Starting at the first line of the data below, retype every line up to and including the one containing "integer and float".

━━━━━━━━

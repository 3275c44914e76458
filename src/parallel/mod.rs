//! Communication runtime boundary.
//!
//! The pipeline only talks to the job through [`Comm`]: rank/size discovery,
//! broadcast, tagged blocking point-to-point transfers of integer and float
//! arrays, and (variable-count) gather to a root. Collective calls must be
//! issued by every rank in the same order; there is no timeout.

use crate::error::CommError;

/// Tags of the point-to-point messages exchanged during distribution.
///
/// Each tag identifies one message kind per destination; see
/// [`crate::distribute::protocol`] for the ordering contract.
#[derive(Debug, Clone, Copy, PartialEq, Eq, Hash)]
pub enum Tag {
    EntryCount,
    Rows,
    Columns,
    Values,
}

impl Tag {
    /// Numeric tag on the wire.
    pub const fn id(self) -> i32 {
        match self {
            Tag::EntryCount => 0,
            Tag::Rows => 1,
            Tag::Columns => 2,
            Tag::Values => 3,
        }
    }
}

pub trait Comm {
    fn rank(&self) -> usize;
    fn size(&self) -> usize;
    fn is_root(&self, root: usize) -> bool {
        self.rank() == root
    }
    fn barrier(&self) -> Result<(), CommError>;

    // Collectives. `buf` is read on `root` and overwritten everywhere else.
    fn broadcast_ints(&self, buf: &mut [u64], root: usize) -> Result<(), CommError>;
    fn broadcast_floats(&self, buf: &mut [f64], root: usize) -> Result<(), CommError>;

    // Blocking point-to-point. A receive expects exactly `buf.len()` elements.
    fn send_ints(&self, data: &[u64], dest: usize, tag: Tag) -> Result<(), CommError>;
    fn send_floats(&self, data: &[f64], dest: usize, tag: Tag) -> Result<(), CommError>;
    fn recv_ints(&self, buf: &mut [u64], source: usize, tag: Tag) -> Result<(), CommError>;
    fn recv_floats(&self, buf: &mut [f64], source: usize, tag: Tag) -> Result<(), CommError>;

    /// Fixed-count gather: every rank contributes `local.len()` elements (the same
    /// on all ranks). Root receives the concatenation in rank order; other ranks
    /// get an empty vector.
    fn gather_ints(&self, local: &[u64], root: usize) -> Result<Vec<u64>, CommError>;

    /// Variable-count gather. `counts[r]` elements from rank `r` land at
    /// `displs[r]` in the root buffer; `counts` and `displs` are only read on root.
    ///
    /// The caller must pass exactly `size()` counts and displacements on root,
    /// with `counts[root] == local.len()`. A root that rejects its layout
    /// returns without collecting, and under MPI the other ranks may then
    /// block; derive the layout from [`Comm::gather_ints`] as
    /// `distribute::gather_result` does.
    fn gather_varcount_floats(
        &self,
        local: &[f64],
        counts: &[usize],
        displs: &[usize],
        root: usize,
    ) -> Result<Vec<f64>, CommError>;
}

pub mod local_comm;
pub use local_comm::LocalComm;

#[cfg(feature = "mpi")]
pub mod mpi_comm;
#[cfg(feature = "mpi")]
pub use mpi_comm::MpiComm;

━━━━━━━━

The answer —
repository 3275c44914e76458
filename src/parallel/mod.rs
//! Communication runtime boundary.
//!
//! The pipeline only talks to the job through [`Comm`]: rank/size discovery,
//! broadcast, tagged blocking point-to-point transfers of integer and float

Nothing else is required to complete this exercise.